(Extracted material Opens)

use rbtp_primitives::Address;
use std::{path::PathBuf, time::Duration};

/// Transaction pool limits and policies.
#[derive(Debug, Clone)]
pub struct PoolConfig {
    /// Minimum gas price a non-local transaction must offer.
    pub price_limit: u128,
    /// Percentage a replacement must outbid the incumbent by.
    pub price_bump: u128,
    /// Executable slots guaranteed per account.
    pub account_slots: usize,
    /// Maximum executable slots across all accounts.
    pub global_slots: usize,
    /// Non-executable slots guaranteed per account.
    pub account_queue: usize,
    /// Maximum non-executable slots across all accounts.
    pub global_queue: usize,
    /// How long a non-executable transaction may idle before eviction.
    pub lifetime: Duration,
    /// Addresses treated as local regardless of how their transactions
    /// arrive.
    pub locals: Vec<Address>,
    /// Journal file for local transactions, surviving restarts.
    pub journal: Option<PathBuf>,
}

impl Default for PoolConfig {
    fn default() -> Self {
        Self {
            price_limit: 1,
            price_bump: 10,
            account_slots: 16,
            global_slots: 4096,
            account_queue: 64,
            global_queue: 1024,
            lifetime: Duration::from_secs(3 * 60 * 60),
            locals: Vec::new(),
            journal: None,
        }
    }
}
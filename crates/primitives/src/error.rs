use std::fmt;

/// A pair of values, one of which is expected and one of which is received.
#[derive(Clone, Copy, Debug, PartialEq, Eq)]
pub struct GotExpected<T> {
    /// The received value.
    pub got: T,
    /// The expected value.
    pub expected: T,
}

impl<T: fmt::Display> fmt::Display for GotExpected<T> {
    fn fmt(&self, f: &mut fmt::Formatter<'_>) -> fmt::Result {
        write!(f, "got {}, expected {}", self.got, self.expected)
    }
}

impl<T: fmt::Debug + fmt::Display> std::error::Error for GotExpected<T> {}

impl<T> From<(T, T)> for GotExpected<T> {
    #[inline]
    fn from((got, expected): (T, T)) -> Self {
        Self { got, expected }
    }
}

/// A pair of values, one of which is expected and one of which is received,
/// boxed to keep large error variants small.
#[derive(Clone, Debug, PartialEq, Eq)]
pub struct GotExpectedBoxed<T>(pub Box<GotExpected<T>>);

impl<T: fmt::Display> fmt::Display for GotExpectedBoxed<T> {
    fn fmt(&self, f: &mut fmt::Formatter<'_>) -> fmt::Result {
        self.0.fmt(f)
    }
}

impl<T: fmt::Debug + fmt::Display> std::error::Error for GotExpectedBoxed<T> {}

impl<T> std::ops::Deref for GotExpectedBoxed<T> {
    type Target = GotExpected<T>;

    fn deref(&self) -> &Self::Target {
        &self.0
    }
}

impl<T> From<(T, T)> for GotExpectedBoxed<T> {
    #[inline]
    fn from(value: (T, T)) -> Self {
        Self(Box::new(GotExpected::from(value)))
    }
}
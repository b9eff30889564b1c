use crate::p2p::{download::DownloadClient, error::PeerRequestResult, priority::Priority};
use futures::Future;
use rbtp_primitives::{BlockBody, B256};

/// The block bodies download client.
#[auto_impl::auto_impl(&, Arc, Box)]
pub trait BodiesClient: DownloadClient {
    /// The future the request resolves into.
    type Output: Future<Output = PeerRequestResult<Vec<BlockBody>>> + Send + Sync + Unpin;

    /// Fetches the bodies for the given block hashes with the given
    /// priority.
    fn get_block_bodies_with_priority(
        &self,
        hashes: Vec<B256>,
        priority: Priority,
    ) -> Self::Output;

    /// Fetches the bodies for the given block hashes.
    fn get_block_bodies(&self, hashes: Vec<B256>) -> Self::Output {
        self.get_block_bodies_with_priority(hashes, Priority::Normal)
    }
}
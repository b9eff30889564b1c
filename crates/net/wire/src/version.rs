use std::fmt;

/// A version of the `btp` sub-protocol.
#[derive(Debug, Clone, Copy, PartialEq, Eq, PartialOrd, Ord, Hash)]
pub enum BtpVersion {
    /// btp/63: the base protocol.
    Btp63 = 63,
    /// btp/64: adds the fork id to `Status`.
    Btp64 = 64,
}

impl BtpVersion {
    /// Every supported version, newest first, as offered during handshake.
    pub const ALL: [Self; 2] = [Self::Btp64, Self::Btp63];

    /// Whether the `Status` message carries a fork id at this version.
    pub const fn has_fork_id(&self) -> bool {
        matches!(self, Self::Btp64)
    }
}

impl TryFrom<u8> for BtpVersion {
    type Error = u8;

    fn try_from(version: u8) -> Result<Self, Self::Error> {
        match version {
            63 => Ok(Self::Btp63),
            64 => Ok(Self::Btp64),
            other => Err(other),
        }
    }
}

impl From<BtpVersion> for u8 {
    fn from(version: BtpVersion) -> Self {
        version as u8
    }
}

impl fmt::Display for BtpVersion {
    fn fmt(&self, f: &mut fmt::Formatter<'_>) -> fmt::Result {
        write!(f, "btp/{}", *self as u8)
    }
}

(Extracted material Closes)

▶ _Task to complete_: Check each line of the entries for the word "received". State how many lines hold it, and write nothing else.

▶ _Answer space_: 3